Work instruction:
Read the listing below and copy out every line that holds "half".

Supplied records:
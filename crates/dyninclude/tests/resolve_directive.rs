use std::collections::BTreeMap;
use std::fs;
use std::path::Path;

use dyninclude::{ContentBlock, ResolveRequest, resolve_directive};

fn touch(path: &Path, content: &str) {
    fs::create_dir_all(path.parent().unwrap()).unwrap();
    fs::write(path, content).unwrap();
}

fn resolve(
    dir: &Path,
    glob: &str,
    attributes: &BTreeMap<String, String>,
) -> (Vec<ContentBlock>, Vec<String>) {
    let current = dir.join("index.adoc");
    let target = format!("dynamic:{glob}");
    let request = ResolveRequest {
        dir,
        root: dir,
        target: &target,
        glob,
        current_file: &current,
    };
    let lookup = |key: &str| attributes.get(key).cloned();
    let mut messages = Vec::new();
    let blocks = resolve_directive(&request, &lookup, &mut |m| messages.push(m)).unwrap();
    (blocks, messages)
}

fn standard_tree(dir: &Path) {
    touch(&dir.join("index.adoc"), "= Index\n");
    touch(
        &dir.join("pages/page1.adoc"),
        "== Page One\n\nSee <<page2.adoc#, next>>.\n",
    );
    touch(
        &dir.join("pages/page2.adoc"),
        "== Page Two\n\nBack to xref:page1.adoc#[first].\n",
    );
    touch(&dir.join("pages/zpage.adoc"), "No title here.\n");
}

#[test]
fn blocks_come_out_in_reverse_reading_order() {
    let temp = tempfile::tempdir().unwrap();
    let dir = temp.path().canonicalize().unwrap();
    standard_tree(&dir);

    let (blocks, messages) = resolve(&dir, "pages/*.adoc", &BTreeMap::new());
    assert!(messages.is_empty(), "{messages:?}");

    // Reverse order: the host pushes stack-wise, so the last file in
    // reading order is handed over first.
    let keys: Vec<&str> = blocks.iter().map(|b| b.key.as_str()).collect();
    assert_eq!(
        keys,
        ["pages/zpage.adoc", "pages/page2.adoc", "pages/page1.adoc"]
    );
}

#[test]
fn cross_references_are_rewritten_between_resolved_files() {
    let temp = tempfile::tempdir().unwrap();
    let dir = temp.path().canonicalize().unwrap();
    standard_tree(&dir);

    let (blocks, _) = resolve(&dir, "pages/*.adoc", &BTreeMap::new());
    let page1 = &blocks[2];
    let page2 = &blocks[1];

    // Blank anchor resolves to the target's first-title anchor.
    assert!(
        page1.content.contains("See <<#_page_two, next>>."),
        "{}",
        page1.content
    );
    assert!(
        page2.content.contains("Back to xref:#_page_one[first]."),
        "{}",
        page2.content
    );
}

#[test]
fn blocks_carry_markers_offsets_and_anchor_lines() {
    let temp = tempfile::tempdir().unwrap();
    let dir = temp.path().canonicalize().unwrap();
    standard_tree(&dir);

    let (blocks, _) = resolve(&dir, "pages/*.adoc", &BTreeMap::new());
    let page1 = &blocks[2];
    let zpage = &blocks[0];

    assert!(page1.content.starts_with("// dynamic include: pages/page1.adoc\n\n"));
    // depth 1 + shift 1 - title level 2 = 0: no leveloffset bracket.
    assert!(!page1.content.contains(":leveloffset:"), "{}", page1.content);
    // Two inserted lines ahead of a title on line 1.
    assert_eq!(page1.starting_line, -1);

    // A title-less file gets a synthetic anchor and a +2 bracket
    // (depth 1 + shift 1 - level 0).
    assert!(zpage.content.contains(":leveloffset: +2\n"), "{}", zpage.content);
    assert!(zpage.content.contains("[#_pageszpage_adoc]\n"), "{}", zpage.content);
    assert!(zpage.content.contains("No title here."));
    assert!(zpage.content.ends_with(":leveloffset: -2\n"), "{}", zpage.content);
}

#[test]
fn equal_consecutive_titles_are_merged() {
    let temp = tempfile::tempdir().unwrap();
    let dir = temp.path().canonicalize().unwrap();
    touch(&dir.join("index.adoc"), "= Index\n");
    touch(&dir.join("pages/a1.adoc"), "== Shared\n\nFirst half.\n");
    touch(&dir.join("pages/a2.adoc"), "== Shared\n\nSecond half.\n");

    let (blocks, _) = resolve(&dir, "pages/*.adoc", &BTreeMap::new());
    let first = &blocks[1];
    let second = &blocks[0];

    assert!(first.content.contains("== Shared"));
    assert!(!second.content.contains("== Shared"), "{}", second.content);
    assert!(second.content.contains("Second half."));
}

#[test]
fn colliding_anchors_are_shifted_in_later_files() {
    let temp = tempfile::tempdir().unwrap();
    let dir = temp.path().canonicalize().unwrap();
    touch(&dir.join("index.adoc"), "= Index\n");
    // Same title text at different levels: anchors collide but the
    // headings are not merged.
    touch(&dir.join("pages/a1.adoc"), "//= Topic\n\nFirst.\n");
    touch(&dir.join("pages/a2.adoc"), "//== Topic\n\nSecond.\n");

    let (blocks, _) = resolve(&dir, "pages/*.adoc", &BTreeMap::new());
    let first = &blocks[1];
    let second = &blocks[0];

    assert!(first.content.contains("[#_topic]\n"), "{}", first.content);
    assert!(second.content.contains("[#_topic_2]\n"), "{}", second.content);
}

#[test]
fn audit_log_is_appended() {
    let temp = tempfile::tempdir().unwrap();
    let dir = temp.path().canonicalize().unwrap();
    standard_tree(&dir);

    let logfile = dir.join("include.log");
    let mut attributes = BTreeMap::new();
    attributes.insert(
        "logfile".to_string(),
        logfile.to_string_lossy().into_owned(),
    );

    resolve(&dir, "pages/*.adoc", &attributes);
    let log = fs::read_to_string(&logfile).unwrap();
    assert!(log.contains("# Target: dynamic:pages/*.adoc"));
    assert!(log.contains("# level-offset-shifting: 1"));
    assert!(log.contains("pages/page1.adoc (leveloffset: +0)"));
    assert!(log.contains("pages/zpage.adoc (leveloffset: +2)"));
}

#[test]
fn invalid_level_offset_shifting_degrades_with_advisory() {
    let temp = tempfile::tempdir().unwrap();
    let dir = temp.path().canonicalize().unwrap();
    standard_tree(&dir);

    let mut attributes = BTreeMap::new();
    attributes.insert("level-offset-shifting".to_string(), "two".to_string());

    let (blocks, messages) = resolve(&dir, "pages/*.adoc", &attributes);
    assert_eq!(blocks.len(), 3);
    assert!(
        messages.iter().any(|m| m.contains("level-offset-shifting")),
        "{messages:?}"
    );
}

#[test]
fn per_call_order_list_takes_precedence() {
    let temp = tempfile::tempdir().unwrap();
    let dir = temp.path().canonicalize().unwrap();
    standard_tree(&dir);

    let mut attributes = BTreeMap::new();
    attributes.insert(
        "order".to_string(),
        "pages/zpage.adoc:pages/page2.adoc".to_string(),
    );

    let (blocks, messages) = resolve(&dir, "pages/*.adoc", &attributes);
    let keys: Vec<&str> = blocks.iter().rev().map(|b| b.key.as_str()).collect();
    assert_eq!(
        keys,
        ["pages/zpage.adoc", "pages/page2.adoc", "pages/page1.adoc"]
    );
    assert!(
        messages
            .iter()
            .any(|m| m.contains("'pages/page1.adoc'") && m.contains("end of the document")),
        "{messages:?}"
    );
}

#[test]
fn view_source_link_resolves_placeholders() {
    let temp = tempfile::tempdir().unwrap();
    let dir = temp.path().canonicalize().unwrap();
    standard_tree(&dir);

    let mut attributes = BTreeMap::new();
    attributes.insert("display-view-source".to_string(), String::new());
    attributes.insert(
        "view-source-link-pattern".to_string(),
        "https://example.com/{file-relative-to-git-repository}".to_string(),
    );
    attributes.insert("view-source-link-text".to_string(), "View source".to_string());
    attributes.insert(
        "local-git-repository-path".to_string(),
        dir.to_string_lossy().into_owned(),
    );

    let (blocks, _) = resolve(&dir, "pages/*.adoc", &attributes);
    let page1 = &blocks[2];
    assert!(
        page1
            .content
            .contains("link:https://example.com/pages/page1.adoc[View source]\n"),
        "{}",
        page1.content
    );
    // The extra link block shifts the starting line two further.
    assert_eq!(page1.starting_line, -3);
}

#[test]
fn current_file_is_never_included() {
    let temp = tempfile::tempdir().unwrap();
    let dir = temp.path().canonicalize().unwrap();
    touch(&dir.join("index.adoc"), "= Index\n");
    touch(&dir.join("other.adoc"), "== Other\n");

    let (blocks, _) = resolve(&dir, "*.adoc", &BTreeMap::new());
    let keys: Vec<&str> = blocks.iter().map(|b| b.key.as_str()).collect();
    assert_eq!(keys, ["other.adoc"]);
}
--
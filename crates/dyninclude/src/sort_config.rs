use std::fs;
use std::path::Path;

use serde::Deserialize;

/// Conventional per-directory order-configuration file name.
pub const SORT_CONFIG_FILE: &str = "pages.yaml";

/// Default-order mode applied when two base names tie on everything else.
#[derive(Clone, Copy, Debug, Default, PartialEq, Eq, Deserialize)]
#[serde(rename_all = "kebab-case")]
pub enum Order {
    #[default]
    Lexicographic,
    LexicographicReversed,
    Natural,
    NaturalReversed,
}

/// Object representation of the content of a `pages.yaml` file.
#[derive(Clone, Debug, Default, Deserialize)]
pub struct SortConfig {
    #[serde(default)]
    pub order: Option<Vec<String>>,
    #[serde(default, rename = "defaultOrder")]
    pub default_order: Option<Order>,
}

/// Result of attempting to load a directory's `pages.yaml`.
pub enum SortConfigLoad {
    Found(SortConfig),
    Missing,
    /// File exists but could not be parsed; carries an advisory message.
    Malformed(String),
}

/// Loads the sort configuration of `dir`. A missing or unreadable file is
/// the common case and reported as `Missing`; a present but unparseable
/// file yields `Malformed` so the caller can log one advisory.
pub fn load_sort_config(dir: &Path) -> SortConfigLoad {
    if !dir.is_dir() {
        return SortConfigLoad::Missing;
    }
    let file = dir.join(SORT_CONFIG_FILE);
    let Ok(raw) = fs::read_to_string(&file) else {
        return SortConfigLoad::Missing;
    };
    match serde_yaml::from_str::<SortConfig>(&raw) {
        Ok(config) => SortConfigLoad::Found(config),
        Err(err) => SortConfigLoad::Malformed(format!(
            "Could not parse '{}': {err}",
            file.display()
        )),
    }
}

Task output:
    touch(&dir.join("pages/a1.adoc"), "== Shared\n\nFirst half.\n");
    touch(&dir.join("pages/a2.adoc"), "== Shared\n\nSecond half.\n");
    assert!(second.content.contains("Second half."));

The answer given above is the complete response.